DJI LOSES BID TO EXIT U.S. PENTAGON LIST, DEALING SETBACK TO DRONE GIANT

Court ruling and market stakes
A U.S. federal judge rejected DJI’s lawsuit seeking removal from the Defense Department’s list of companies with alleged ties to China’s military, keeping the world’s largest civilian drone maker on a roster that complicates U.S. government procurement and some private-sector deals. The court said the Pentagon had sufficient evidence to support the listing, even as it dismissed parts of the government’s rationale. DJI, which sells more than half of U.S. commercial drones, said it was disappointed and would evaluate legal options.

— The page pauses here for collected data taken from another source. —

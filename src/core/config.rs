// SPDX-License-Identifier: Apache-2.0
// Copyright 2025 r64core contributors
//
// Licensed under the Apache License, Version 2.0 (the "License");
// you may not use this file except in compliance with the License.
// You may obtain a copy of the License at
//
//     http://www.apache.org/licenses/LICENSE-2.0
//
// Unless required by applicable law or agreed to in writing, software
// distributed under the License is distributed on an "AS IS" BASIS,
// WITHOUT WARRANTIES OR CONDITIONS OF ANY KIND, either express or implied.
// See the License for the specific language governing permissions and
// limitations under the License.

//! Core configuration
//!
//! Settings consumed by the core itself (not the frontend): which CPU
//! core style to run, how many decoded ROM images to keep cached, and
//! the cycle counter divider.

use crate::core::error::Result;
use serde::{Deserialize, Serialize};
use std::path::Path;

/// Which execution engine drives the CPU.
#[derive(Debug, Clone, Copy, PartialEq, Eq, Default, Serialize, Deserialize)]
#[serde(rename_all = "snake_case")]
pub enum CpuStyle {
    /// Decode and execute one instruction at a time.
    PureInterpreter,
    /// Decode whole pages into cached blocks, invalidated on
    /// self-modification (the recompiler path).
    #[default]
    CachedInterpreter,
}

/// Core configuration, loadable from a TOML file.
#[derive(Debug, Clone, Serialize, Deserialize)]
#[serde(default)]
pub struct CoreConfig {
    /// Execution engine selection.
    pub cpu_style: CpuStyle,

    /// Maximum number of normalized ROM images kept in the in-memory
    /// ROM cache.
    pub rom_cache_size: usize,

    /// Cycles per Count tick. Real hardware increments Count at half
    /// the pipeline clock; 2 reproduces that.
    pub counter_factor: u32,
}

impl Default for CoreConfig {
    fn default() -> Self {
        Self {
            cpu_style: CpuStyle::default(),
            rom_cache_size: 4,
            counter_factor: 2,
        }
    }
}

impl CoreConfig {
    /// Load configuration from a TOML file.
    pub fn load(path: impl AsRef<Path>) -> Result<Self> {
        let text = std::fs::read_to_string(path)?;
        Ok(toml::from_str(&text)?)
    }
}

The designation does not itself ban sales, but it heightens compliance checks for contractors, deters institutional buyers, and could influence state-level restrictions.

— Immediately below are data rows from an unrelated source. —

// SPDX-License-Identifier: Apache-2.0
// Copyright 2025 r64core contributors
//
// Licensed under the Apache License, Version 2.0 (the "License");
// you may not use this file except in compliance with the License.
// You may obtain a copy of the License at
//
//     http://www.apache.org/licenses/LICENSE-2.0
//
// Unless required by applicable law or agreed to in writing, software
// distributed under the License is distributed on an "AS IS" BASIS,
// WITHOUT WARRANTIES OR CONDITIONS OF ANY KIND, either express or implied.
// See the License for the specific language governing permissions and
// limitations under the License.

//! COP0 instructions: register moves with their per-register write
//! rules, the four TLB operations, ERET and the software exceptions.
//!
//! MTC0's per-register behavior (field masks, ignored writes, fatal
//! writes) matches the reference core exactly, including its
//! limitations: writing a non-zero value to Cause or reading Random
//! halts the machine.

use crate::core::cpu::cop0::{self, ExceptionCode, Status};
use crate::core::cpu::decode::Decoded;
use crate::core::cpu::interrupt::EventKind;
use crate::core::cpu::tlb::{TlbWriteRegs, TLB_ENTRIES};
use crate::core::cpu::Cpu;
use crate::core::error::{CoreError, Result};
use crate::core::memory::Bus;

impl Cpu {
    pub(crate) fn op_mfc0(&mut self, i: Decoded) -> Result<()> {
        let rd = i.rd() as usize;
        let value = match rd {
            cop0::RANDOM => {
                return Err(CoreError::halted("MFC0 from Random", self.pc));
            }
            cop0::COUNT => self.count(),
            _ => self.cop0.regs[rd],
        };
        self.write_reg32(i.rt(), value);
        Ok(())
    }

    pub(crate) fn op_mtc0(&mut self, i: Decoded) -> Result<()> {
        let rd = i.rd() as usize;
        let value = self.read_reg(i.rt()) as u32;
        match rd {
            cop0::INDEX => {
                self.cop0.regs[cop0::INDEX] = value & 0x8000_003F;
                if self.cop0.regs[cop0::INDEX] & 0x3F > 31 {
                    return Err(CoreError::halted("MTC0 Index with index > 31", self.pc));
                }
            }
            cop0::RANDOM => {}
            cop0::ENTRY_LO0 => self.cop0.regs[cop0::ENTRY_LO0] = value & 0x3FFF_FFFF,
            cop0::ENTRY_LO1 => self.cop0.regs[cop0::ENTRY_LO1] = value & 0x3FFF_FFFF,
            cop0::CONTEXT => {
                self.cop0.regs[cop0::CONTEXT] =
                    (value & 0xFF80_0000) | (self.cop0.regs[cop0::CONTEXT] & 0x007F_FFF0);
            }
            cop0::PAGE_MASK => self.cop0.regs[cop0::PAGE_MASK] = value & 0x01FF_E000,
            cop0::WIRED => {
                self.cop0.regs[cop0::WIRED] = value;
                self.cop0.regs[cop0::RANDOM] = 31;
            }
            cop0::BAD_VADDR => {}
            cop0::COUNT => {
                self.scheduler.set_count(self.cycles, value);
                if self.scheduler.is_scheduled(EventKind::CompareTimer) {
                    let compare = self.cop0.regs[cop0::COMPARE];
                    let when = self.scheduler.cycles_until_count(self.cycles, compare);
                    self.scheduler.schedule(EventKind::CompareTimer, when);
                }
            }
            cop0::ENTRY_HI => self.cop0.regs[cop0::ENTRY_HI] = value & 0xFFFF_E0FF,
            cop0::COMPARE => {
                self.cop0.regs[cop0::COMPARE] = value;
                // Writing Compare acks the timer interrupt.
                self.cop0.regs[cop0::CAUSE] &= !cop0::CAUSE_IP7;
                let when = self.scheduler.cycles_until_count(self.cycles, value);
                self.scheduler.schedule(EventKind::CompareTimer, when);
            }
            cop0::STATUS => {
                let fr_flipped =
                    (self.cop0.regs[cop0::STATUS] ^ value) & Status::FR.bits() != 0;
                self.cop0.regs[cop0::STATUS] = value;
                if fr_flipped {
                    self.cop1.set_fr_mode(value & Status::FR.bits() != 0);
                }
                // A pending unmasked interrupt is taken before the next
                // instruction by the step loop's check.
            }
            cop0::CAUSE => {
                if value != 0 {
                    return Err(CoreError::halted("MTC0 Cause with non-zero value", self.pc));
                }
                self.cop0.regs[cop0::CAUSE] = 0;
            }
            cop0::EPC => self.cop0.regs[cop0::EPC] = value,
            cop0::PREVID => {}
            cop0::CONFIG => self.cop0.regs[cop0::CONFIG] = value,
            cop0::WATCH_LO => self.cop0.regs[cop0::WATCH_LO] = value,
            cop0::WATCH_HI => self.cop0.regs[cop0::WATCH_HI] = value,
            cop0::CACHE_ERROR => {}
            cop0::TAG_LO => self.cop0.regs[cop0::TAG_LO] = value & 0x0FFF_FFC0,
            cop0::TAG_HI => self.cop0.regs[cop0::TAG_HI] = 0,
            _ => {
                return Err(CoreError::halted(
                    format!("MTC0 to unknown register {}", rd),
                    self.pc,
                ));
            }
        }
        Ok(())
    }

    /// Read the entry selected by Index back into the TLB registers.
    pub(crate) fn op_tlbr(&mut self, _i: Decoded) -> Result<()> {
        let index = (self.cop0.regs[cop0::INDEX] & 0x3F) as usize;
        if index >= TLB_ENTRIES {
            return Err(CoreError::halted("TLBR with out-of-range Index", self.pc));
        }
        let e = self.tlb.entries[index];
        self.cop0.regs[cop0::PAGE_MASK] = e.mask << 13;
        self.cop0.regs[cop0::ENTRY_HI] = (e.vpn2 << 13) | e.asid as u32;
        self.cop0.regs[cop0::ENTRY_LO0] = (e.pfn_even << 6)
            | ((e.c_even as u32) << 3)
            | ((e.d_even as u32) << 2)
            | ((e.v_even as u32) << 1)
            | e.global as u32;
        self.cop0.regs[cop0::ENTRY_LO1] = (e.pfn_odd << 6)
            | ((e.c_odd as u32) << 3)
            | ((e.d_odd as u32) << 2)
            | ((e.v_odd as u32) << 1)
            | e.global as u32;
        Ok(())
    }

    pub(crate) fn op_tlbwi(&mut self, _i: Decoded, bus: &mut Bus) -> Result<()> {
        let index = (self.cop0.regs[cop0::INDEX] & 0x3F) as usize;
        if index >= TLB_ENTRIES {
            return Err(CoreError::halted("TLBWI with out-of-range Index", self.pc));
        }
        let regs = self.tlb_write_regs();
        self.tlb.write_entry(index, regs, bus);
        Ok(())
    }

    /// TLBWR picks its slot from Random, which counts down through the
    /// non-wired entries with Count.
    pub(crate) fn op_tlbwr(&mut self, _i: Decoded, bus: &mut Bus) -> Result<()> {
        let wired = self.cop0.regs[cop0::WIRED].min(31);
        let random = (self.count() / 2) % (32 - wired) + wired;
        self.cop0.regs[cop0::RANDOM] = random;
        let regs = self.tlb_write_regs();
        self.tlb.write_entry(random as usize, regs, bus);
        Ok(())
    }

    pub(crate) fn op_tlbp(&mut self, _i: Decoded) -> Result<()> {
        self.cop0.regs[cop0::INDEX] |= 0x8000_0000;
        if let Some(index) = self.tlb.probe(self.cop0.regs[cop0::ENTRY_HI]) {
            self.cop0.regs[cop0::INDEX] = index as u32;
        }
        Ok(())
    }

    pub(crate) fn op_eret(&mut self, _i: Decoded) -> Result<()> {
        if self.cop0.status().contains(Status::ERL) {
            return Err(CoreError::halted("ERET with ERL set", self.pc));
        }
        self.cop0.regs[cop0::STATUS] &= !Status::EXL.bits();
        self.pc = self.cop0.regs[cop0::EPC];
        self.ll_bit = false;
        self.cancel_branch_state();
        Ok(())
    }

    pub(crate) fn op_syscall(&mut self, _i: Decoded) -> Result<()> {
        self.cop0.regs[cop0::CAUSE] = (ExceptionCode::Syscall as u32) << 2;
        self.general_exception();
        Ok(())
    }

    pub(crate) fn op_break(&mut self, _i: Decoded) -> Result<()> {
        self.cop0.regs[cop0::CAUSE] = (ExceptionCode::Breakpoint as u32) << 2;
        self.general_exception();
        Ok(())
    }

    fn tlb_write_regs(&self) -> TlbWriteRegs {
        TlbWriteRegs {
            entry_hi: self.cop0.regs[cop0::ENTRY_HI],
            entry_lo0: self.cop0.regs[cop0::ENTRY_LO0],
            entry_lo1: self.cop0.regs[cop0::ENTRY_LO1],
            page_mask: self.cop0.regs[cop0::PAGE_MASK],
        }
    }
}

What it means for robotics and regulators
For public safety agencies and infrastructure firms that rely on DJI’s cost-effective fleets, the ruling sustains uncertainty over upgrades and service lifecycles. Rivals in the U.S. and Europe may gain share, though they face supply-chain constraints and higher prices. Policymakers are likely to keep pressing for secure-by-design standards, onshore manufacturing, and data-handling guarantees across the drone ecosystem. The outcome also interacts with export controls and tariffs, signaling that national-security screening of dual-use tech will remain a defining feature of U.S.-China tech competition. For end users, mixed fleets, tighter firmware governance, and clearer procurement policies will be critical to manage risk without sacrificing operational capability.